## EXERCISE REQUIREMENTS
From the first record to the last, write each one out again exactly.
-- MATERIALS PROVIDED follows --
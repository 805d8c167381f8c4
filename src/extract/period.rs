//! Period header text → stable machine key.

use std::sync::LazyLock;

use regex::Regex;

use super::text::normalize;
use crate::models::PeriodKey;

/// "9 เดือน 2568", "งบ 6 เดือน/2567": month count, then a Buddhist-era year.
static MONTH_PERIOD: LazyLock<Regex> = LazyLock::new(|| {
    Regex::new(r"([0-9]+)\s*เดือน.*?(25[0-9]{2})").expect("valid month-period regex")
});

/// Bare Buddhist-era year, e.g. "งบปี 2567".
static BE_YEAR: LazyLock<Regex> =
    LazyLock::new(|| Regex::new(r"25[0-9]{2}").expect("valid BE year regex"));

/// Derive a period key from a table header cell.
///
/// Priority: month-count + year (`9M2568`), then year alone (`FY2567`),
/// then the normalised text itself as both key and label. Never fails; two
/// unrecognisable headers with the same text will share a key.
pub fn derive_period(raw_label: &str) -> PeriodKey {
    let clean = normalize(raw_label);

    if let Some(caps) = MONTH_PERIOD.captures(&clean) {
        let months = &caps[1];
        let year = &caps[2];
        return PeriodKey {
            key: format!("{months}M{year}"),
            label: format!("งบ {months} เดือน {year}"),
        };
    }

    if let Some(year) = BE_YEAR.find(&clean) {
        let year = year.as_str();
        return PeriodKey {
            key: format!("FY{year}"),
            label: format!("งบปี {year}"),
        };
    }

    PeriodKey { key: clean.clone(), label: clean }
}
-- MATERIALS PROVIDED concluded --
## SOLVED PROBLEM
repository 805d8c167381f8c4
filename src/extract/period.rs
//! Period header text → stable machine key.

use std::sync::LazyLock;

use regex::Regex;

use super::text::normalize;
use crate::models::PeriodKey;

/// "9 เดือน 2568", "งบ 6 เดือน/2567": month count, then a Buddhist-era year.
static MONTH_PERIOD: LazyLock<Regex> = LazyLock::new(|| {
    Regex::new(r"([0-9]+)\s*เดือน.*?(25[0-9]{2})").expect("valid month-period regex")
});

/// Bare Buddhist-era year, e.g. "งบปี 2567".
static BE_YEAR: LazyLock<Regex> =
    LazyLock::new(|| Regex::new(r"25[0-9]{2}").expect("valid BE year regex"));

/// Derive a period key from a table header cell.
///
/// Priority: month-count + year (`9M2568`), then year alone (`FY2567`),
/// then the normalised text itself as both key and label. Never fails; two
/// unrecognisable headers with the same text will share a key.
pub fn derive_period(raw_label: &str) -> PeriodKey {
    let clean = normalize(raw_label);

    if let Some(caps) = MONTH_PERIOD.captures(&clean) {
        let months = &caps[1];
        let year = &caps[2];
        return PeriodKey {
            key: format!("{months}M{year}"),
            label: format!("งบ {months} เดือน {year}"),
        };
    }

    if let Some(year) = BE_YEAR.find(&clean) {
        let year = year.as_str();
        return PeriodKey {
            key: format!("FY{year}"),
            label: format!("งบปี {year}"),
        };
    }

    PeriodKey { key: clean.clone(), label: clean }
}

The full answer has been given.